= Samuel Gregory =

Dr. Samuel Gregory (April 19, 1813 – March 23, 1872) was the founder of the New England Female Medical College.

Gregory was born in Guilford, Vermont, Apr 19, 1813. He graduated from Yale College in 1840, and in 1853 received the honorary Doctor of Medicine degree from Yale University and another from Penn Medical University

For several years after 1840 he was engaged in teaching, lecturing, and writing, on educational and sanitary subjects. During the Mexican–American War he wrote his only historical work, History of Mexico.

In 1847 he began the special work which engrossed his attention for the rest of his life, the medical education of women and their introduction into the profession. In 1848 he was prominent in starting the New England Female Medical College, in Boston, said to be the first institution of the kind in the world. He continued to be the secretary of this institution until his death, and had the satisfaction of seeing it firmly established.
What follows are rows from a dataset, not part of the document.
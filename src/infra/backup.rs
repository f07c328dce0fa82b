//! Backup persistence for submission documents.
//!
//! One indented-JSON file per submission, keyed by the submission
//! identifier. A failed backup write is logged by the pipeline and never
//! affects the caller-visible outcome.

use std::path::PathBuf;

use async_trait::async_trait;
#[cfg(test)]
use mockall::automock;

use crate::domain::SubmissionDocument;

use super::{Result, SubmitError};

/// Write-once backup store for assembled submission documents.
#[cfg_attr(test, automock)]
#[async_trait]
pub trait BackupStore: Send + Sync {
    /// Persist a backup copy keyed by the submission identifier.
    async fn write(&self, submission_id: &str, document: &SubmissionDocument) -> Result<()>;
}

/// Filesystem-backed store: `<dir>/submission_<id>.json`, directory created
/// on demand.
#[derive(Debug, Clone)]
pub struct FsBackupStore {
    dir: PathBuf,
}

impl FsBackupStore {
    pub fn new(dir: impl Into<PathBuf>) -> Self {
        Self { dir: dir.into() }
    }

    /// Path of the backup file for one submission.
    pub fn backup_path(&self, submission_id: &str) -> PathBuf {
        self.dir.join(format!("submission_{submission_id}.json"))
    }
}

#[async_trait]
impl BackupStore for FsBackupStore {
    async fn write(&self, submission_id: &str, document: &SubmissionDocument) -> Result<()> {
        let json = serde_json::to_vec_pretty(document)
            .map_err(|e| SubmitError::Internal(format!("serialize backup: {e}")))?;

        tokio::fs::create_dir_all(&self.dir)
            .await
            .map_err(SubmitError::BackupWrite)?;
        tokio::fs::write(self.backup_path(submission_id), json)
            .await
            .map_err(SubmitError::BackupWrite)?;

        Ok(())
    }
}

#[cfg(test)]
mod tests {
    use super::*;
    use crate::domain::{align_all, assemble, RawFieldBag};
    use chrono::{TimeZone, Utc};

    fn sample_document() -> SubmissionDocument {
        let mut bag = RawFieldBag::new();
        bag.insert("partnerName", "Hotel Aurora");
        bag.insert("tierName[]", "Bronze");
        let groups = align_all(&bag);
        let now = Utc.with_ymd_and_hms(2026, 8, 7, 0, 0, 0).unwrap();
        assemble(&bag, &groups, None, now).unwrap()
    }

    #[tokio::test]
    async fn writes_indented_json_and_creates_dir() {
        let tmp = tempfile::tempdir().unwrap();
        let store = FsBackupStore::new(tmp.path().join("submissions"));
        let doc = sample_document();

        store.write("1754524800000", &doc).await.unwrap();

        let written = tokio::fs::read_to_string(store.backup_path("1754524800000"))
            .await
            .unwrap();
        assert!(written.contains('\n'), "expected indented output");
        let parsed: SubmissionDocument = serde_json::from_str(&written).unwrap();
        assert_eq!(parsed, doc);
    }
}
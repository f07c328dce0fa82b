//! Raw form field representation.
//!
//! The upload transport hands every text part over one at a time and does not
//! distinguish single from repeated fields ahead of time. `RawFieldBag`
//! captures that shape: the first value under a name is `Single`, a second
//! occurrence promotes it to `Repeated`.

use std::collections::HashMap;

/// A submitted form value: one string, or the ordered values of a repeated
/// field (the `name[]` wire convention).
#[derive(Debug, Clone, PartialEq, Eq)]
pub enum FieldValue {
    Single(String),
    Repeated(Vec<String>),
}

impl FieldValue {
    /// View the value as an ordered sequence. A single string is a
    /// one-element sequence.
    pub fn as_sequence(&self) -> &[String] {
        match self {
            FieldValue::Single(v) => std::slice::from_ref(v),
            FieldValue::Repeated(vs) => vs.as_slice(),
        }
    }
}

/// Unnormalized mapping of submitted field names to values. Ephemeral;
/// owned by one request.
#[derive(Debug, Clone, Default)]
pub struct RawFieldBag {
    fields: HashMap<String, FieldValue>,
}

impl RawFieldBag {
    pub fn new() -> Self {
        Self::default()
    }

    /// Record one submitted value. Repeated names accumulate in submission
    /// order.
    pub fn insert(&mut self, name: impl Into<String>, value: impl Into<String>) {
        let value = value.into();
        match self.fields.entry(name.into()) {
            std::collections::hash_map::Entry::Vacant(e) => {
                e.insert(FieldValue::Single(value));
            }
            std::collections::hash_map::Entry::Occupied(mut e) => {
                let slot = e.get_mut();
                match slot {
                    FieldValue::Single(first) => {
                        let first = std::mem::take(first);
                        *slot = FieldValue::Repeated(vec![first, value]);
                    }
                    FieldValue::Repeated(vs) => vs.push(value),
                }
            }
        }
    }

    /// Singleton accessor: the first value under `name`, or the empty string
    /// when absent. Missing singletons are never an error.
    pub fn single(&self, name: &str) -> &str {
        self.fields
            .get(name)
            .and_then(|v| v.as_sequence().first())
            .map(String::as_str)
            .unwrap_or("")
    }

    /// Sequence accessor: all values under `name` in submission order, empty
    /// when absent.
    pub fn sequence(&self, name: &str) -> &[String] {
        self.fields.get(name).map(FieldValue::as_sequence).unwrap_or(&[])
    }
}

#[cfg(test)]
mod tests {
    use super::*;

    #[test]
    fn single_then_repeated_promotion() {
        let mut bag = RawFieldBag::new();
        bag.insert("tierName[]", "Bronze");
        assert_eq!(bag.sequence("tierName[]"), ["Bronze"]);

        bag.insert("tierName[]", "Silver");
        assert_eq!(bag.sequence("tierName[]"), ["Bronze", "Silver"]);
    }

    #[test]
    fn absent_field_is_empty() {
        let bag = RawFieldBag::new();
        assert_eq!(bag.single("partnerName"), "");
        assert!(bag.sequence("tierName[]").is_empty());
    }

    #[test]
    fn single_accessor_reads_first_value() {
        let mut bag = RawFieldBag::new();
        bag.insert("partnerName", "Hotel Aurora");
        bag.insert("partnerName", "duplicate");
        assert_eq!(bag.single("partnerName"), "Hotel Aurora");
    }
}
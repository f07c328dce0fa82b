//! Document assembler: aligned groups + singletons -> canonical document.
//!
//! Defaulting happens here, positionally, from the group rule table. The
//! pipeline trades strict validation for submission availability: the only
//! hard requirement is a non-empty business name.

use chrono::{DateTime, SecondsFormat, Utc};
use thiserror::Error;

use super::align::{align, AlignedGroup, FieldDefault, GROUP_SPECS};
use super::fields::RawFieldBag;
use super::submission::{
    Branding, LogoFileDescriptor, PartnerInfo, PointCredit, Reward, RewardCategory,
    SubmissionDocument, Tier,
};

/// A required singleton field was empty. Aborts the pipeline before any side
/// effect.
#[derive(Debug, Clone, Error, PartialEq, Eq)]
#[error("missing required field: {field}")]
pub struct ValidationError {
    pub field: &'static str,
}

/// The four aligned groups of one submission.
#[derive(Debug, Clone)]
pub struct AlignedGroups {
    pub tiers: AlignedGroup,
    pub point_credits: AlignedGroup,
    pub reward_categories: AlignedGroup,
    pub rewards: AlignedGroup,
}

/// Align every repeated section of the form against the rule table.
pub fn align_all(bag: &RawFieldBag) -> AlignedGroups {
    AlignedGroups {
        tiers: align(bag, GROUP_SPECS.tiers),
        point_credits: align(bag, GROUP_SPECS.point_credits),
        reward_categories: align(bag, GROUP_SPECS.reward_categories),
        rewards: align(bag, GROUP_SPECS.rewards),
    }
}

/// Resolve one member value of an aligned row per its defaulting class.
fn resolve(group: &AlignedGroup, row: &[Option<String>], member: usize) -> Option<String> {
    match &row[member] {
        Some(v) => Some(v.clone()),
        None => match group.spec.members[member].default {
            FieldDefault::Zero => Some("0".to_string()),
            FieldDefault::Empty => Some(String::new()),
            FieldDefault::Absent => None,
        },
    }
}

fn required(group: &AlignedGroup, row: &[Option<String>], member: usize) -> String {
    resolve(group, row, member).unwrap_or_default()
}

/// Build the canonical document from one request's inputs.
///
/// Pure in its inputs; `now` is the injected clock reading captured once at
/// assembly start. Missing or malformed optional data never fails assembly.
pub fn assemble(
    bag: &RawFieldBag,
    groups: &AlignedGroups,
    logo: Option<LogoFileDescriptor>,
    now: DateTime<Utc>,
) -> Result<SubmissionDocument, ValidationError> {
    let business_name = bag.single("partnerName");
    if business_name.is_empty() {
        return Err(ValidationError { field: "partnerName" });
    }

    let tiers = groups
        .tiers
        .rows()
        .iter()
        .map(|row| Tier {
            name: required(&groups.tiers, row, 0),
            base_points: required(&groups.tiers, row, 1),
            room_nights: required(&groups.tiers, row, 2),
            discount: required(&groups.tiers, row, 3),
            primary_color: resolve(&groups.tiers, row, 4),
            secondary_color: resolve(&groups.tiers, row, 5),
            image_url: required(&groups.tiers, row, 6),
            description: required(&groups.tiers, row, 7),
        })
        .collect();

    let point_credits = groups
        .point_credits
        .rows()
        .iter()
        .map(|row| PointCredit {
            category: required(&groups.point_credits, row, 0),
            currency: resolve(&groups.point_credits, row, 1),
            multiplier: resolve(&groups.point_credits, row, 2),
        })
        .collect();

    let reward_categories = groups
        .reward_categories
        .rows()
        .iter()
        .map(|row| RewardCategory {
            name: required(&groups.reward_categories, row, 0),
            description: required(&groups.reward_categories, row, 1),
        })
        .collect();

    let rewards = groups
        .rewards
        .rows()
        .iter()
        .map(|row| Reward {
            name: required(&groups.rewards, row, 0),
            points_required: required(&groups.rewards, row, 1),
            // Stored verbatim; whether the named category exists is not
            // this stage's concern.
            category: resolve(&groups.rewards, row, 2),
        })
        .collect();

    Ok(SubmissionDocument {
        submission_timestamp: now.to_rfc3339_opts(SecondsFormat::Millis, true),
        partner_info: PartnerInfo {
            business_name: business_name.to_string(),
            card_key: bag.single("cardKey").to_string(),
            tagline: bag.single("tagline").to_string(),
            website: bag.single("website").to_string(),
            logo_file: logo,
        },
        branding: Branding {
            primary_color: bag.single("primaryColor").to_string(),
            secondary_color: bag.single("secondaryColor").to_string(),
            accent_color: bag.single("accentColor").to_string(),
            primary_font: bag.single("primaryFont").to_string(),
            header_font: bag.single("headerFont").to_string(),
        },
        tiers,
        point_credits,
        reward_categories,
        rewards,
    })
}

#[cfg(test)]
mod tests {
    use super::*;
    use chrono::TimeZone;

    fn fixed_now() -> DateTime<Utc> {
        Utc.with_ymd_and_hms(2026, 8, 7, 12, 30, 45).unwrap()
    }

    fn minimal_bag() -> RawFieldBag {
        let mut bag = RawFieldBag::new();
        bag.insert("partnerName", "Hotel Aurora");
        bag
    }

    #[test]
    fn missing_business_name_is_rejected() {
        let bag = RawFieldBag::new();
        let groups = align_all(&bag);
        let err = assemble(&bag, &groups, None, fixed_now()).unwrap_err();
        assert_eq!(err.field, "partnerName");
    }

    #[test]
    fn absent_singletons_become_empty_strings() {
        let bag = minimal_bag();
        let groups = align_all(&bag);
        let doc = assemble(&bag, &groups, None, fixed_now()).unwrap();
        assert_eq!(doc.partner_info.card_key, "");
        assert_eq!(doc.branding.primary_color, "");
    }

    #[test]
    fn timestamp_is_sortable_rfc3339_millis() {
        let bag = minimal_bag();
        let groups = align_all(&bag);
        let doc = assemble(&bag, &groups, None, fixed_now()).unwrap();
        assert_eq!(doc.submission_timestamp, "2026-08-07T12:30:45.000Z");
    }

    #[test]
    fn short_member_sequences_default_by_class() {
        let mut bag = minimal_bag();
        bag.insert("tierName[]", "Bronze");
        bag.insert("tierName[]", "Silver");
        bag.insert("tierBasePoints[]", "500");
        bag.insert("tierColorOne[]", "#cd7f32");

        let groups = align_all(&bag);
        let doc = assemble(&bag, &groups, None, fixed_now()).unwrap();

        assert_eq!(doc.tiers.len(), 2);
        assert_eq!(doc.tiers[0].base_points, "500");
        assert_eq!(doc.tiers[1].base_points, "0"); // Zero class
        assert_eq!(doc.tiers[1].image_url, ""); // Empty class
        assert_eq!(doc.tiers[0].primary_color.as_deref(), Some("#cd7f32"));
        assert_eq!(doc.tiers[1].primary_color, None); // Absent class
    }

    #[test]
    fn reward_category_reference_is_stored_verbatim() {
        let mut bag = minimal_bag();
        bag.insert("rewardName[]", "Free Night");
        bag.insert("rewardPoints[]", "25000");
        bag.insert("rewardCategory[]", "No Such Category");

        let groups = align_all(&bag);
        let doc = assemble(&bag, &groups, None, fixed_now()).unwrap();
        assert!(doc.reward_categories.is_empty());
        assert_eq!(doc.rewards[0].category.as_deref(), Some("No Such Category"));
    }
}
He died in Boston, Massachusetts of consumption, March 23, 1872. He was unmarried.

==Books and publications==
- Samuel Gregory. (1847) History of Mexico: Boston: F. Gleason.
- Samuel Gregory. (1847) Man-midwifery Exposed and Corrected: New York: Fowlers & Wells.
- Samuel Gregory. (1850) Letter to Ladies in Favor of Female Physicians. Boston: Female Medical Education Society.
- Samuel Gregory, MD. (1864) Female Physicians. Boston: New England Female Medical College.
- Samuel Gregory, MD. (1868) Doctor or Doctress? Boston: Trustees of New England Female Medical College.